_The task_
Everything from the line containing "cannot be applied." through the last line of the material below is to be copied exactly, ends included.

------

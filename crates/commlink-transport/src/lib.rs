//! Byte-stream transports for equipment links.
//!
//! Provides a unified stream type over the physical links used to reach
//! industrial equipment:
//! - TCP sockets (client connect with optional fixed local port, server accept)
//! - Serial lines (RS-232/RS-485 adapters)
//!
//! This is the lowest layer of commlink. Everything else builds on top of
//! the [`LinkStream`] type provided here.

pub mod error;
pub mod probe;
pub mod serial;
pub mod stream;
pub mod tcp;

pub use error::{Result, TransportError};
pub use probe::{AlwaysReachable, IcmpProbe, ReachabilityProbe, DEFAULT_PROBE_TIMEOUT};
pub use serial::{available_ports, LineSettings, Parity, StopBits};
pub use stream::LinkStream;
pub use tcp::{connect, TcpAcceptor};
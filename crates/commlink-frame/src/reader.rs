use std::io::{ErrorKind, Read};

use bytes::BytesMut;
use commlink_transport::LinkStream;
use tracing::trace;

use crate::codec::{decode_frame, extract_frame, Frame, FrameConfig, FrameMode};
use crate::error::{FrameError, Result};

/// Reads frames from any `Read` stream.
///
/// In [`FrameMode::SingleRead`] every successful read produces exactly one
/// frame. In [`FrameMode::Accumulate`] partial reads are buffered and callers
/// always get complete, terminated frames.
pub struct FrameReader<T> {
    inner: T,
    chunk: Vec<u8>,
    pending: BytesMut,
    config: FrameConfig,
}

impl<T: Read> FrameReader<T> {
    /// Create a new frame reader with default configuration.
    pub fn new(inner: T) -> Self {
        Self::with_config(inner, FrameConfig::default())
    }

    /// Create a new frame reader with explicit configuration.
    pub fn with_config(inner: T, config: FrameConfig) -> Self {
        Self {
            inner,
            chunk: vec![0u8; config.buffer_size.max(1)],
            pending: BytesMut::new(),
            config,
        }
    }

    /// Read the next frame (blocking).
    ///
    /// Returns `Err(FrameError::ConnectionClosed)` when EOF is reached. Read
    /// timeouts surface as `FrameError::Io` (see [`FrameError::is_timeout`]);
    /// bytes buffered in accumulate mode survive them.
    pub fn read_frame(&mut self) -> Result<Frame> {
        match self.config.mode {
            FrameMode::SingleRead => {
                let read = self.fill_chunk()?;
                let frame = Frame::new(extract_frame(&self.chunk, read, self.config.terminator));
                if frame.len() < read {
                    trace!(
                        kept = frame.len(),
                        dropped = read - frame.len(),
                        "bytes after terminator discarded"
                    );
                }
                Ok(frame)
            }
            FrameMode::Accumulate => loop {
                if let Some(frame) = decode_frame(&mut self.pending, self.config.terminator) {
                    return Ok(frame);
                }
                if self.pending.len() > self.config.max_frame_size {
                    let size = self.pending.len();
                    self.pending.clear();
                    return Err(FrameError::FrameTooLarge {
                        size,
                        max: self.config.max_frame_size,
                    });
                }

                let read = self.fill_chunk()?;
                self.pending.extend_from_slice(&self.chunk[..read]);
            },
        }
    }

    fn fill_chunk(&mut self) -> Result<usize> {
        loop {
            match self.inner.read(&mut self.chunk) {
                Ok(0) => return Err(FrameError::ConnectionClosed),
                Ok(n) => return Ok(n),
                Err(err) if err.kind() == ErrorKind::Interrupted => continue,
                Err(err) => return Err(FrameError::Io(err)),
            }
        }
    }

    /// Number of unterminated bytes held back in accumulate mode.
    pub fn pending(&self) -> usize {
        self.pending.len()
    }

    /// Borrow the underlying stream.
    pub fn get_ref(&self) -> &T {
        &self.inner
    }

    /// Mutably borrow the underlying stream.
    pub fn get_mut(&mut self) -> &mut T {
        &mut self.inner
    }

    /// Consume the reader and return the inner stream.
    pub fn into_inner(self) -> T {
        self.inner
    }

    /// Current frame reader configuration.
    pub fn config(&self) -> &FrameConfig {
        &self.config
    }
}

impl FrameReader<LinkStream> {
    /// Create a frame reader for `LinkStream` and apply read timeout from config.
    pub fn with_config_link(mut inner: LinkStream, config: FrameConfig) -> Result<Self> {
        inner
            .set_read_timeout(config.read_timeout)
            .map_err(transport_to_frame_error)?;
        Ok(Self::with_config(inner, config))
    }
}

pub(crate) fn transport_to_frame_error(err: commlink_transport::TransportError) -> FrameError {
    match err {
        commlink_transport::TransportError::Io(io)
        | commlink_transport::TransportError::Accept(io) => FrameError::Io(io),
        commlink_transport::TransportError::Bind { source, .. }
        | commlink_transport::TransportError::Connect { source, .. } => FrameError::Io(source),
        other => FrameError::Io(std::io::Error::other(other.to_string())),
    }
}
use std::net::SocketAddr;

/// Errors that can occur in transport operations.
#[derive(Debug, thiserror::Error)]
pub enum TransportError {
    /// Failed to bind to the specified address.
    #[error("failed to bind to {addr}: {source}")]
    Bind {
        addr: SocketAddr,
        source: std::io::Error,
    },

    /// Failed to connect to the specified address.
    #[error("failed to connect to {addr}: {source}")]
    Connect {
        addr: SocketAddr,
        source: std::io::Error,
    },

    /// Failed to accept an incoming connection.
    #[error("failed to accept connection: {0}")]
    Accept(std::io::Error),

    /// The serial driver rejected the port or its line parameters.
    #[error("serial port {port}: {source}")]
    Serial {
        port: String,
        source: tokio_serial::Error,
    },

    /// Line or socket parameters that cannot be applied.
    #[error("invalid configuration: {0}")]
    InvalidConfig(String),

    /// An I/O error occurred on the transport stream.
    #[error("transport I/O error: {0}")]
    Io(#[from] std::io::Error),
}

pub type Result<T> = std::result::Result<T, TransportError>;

------

_Solution to this task_
    /// Line or socket parameters that cannot be applied.
    #[error("invalid configuration: {0}")]
    InvalidConfig(String),

    /// An I/O error occurred on the transport stream.
    #[error("transport I/O error: {0}")]
    Io(#[from] std::io::Error),
}

pub type Result<T> = std::result::Result<T, TransportError>;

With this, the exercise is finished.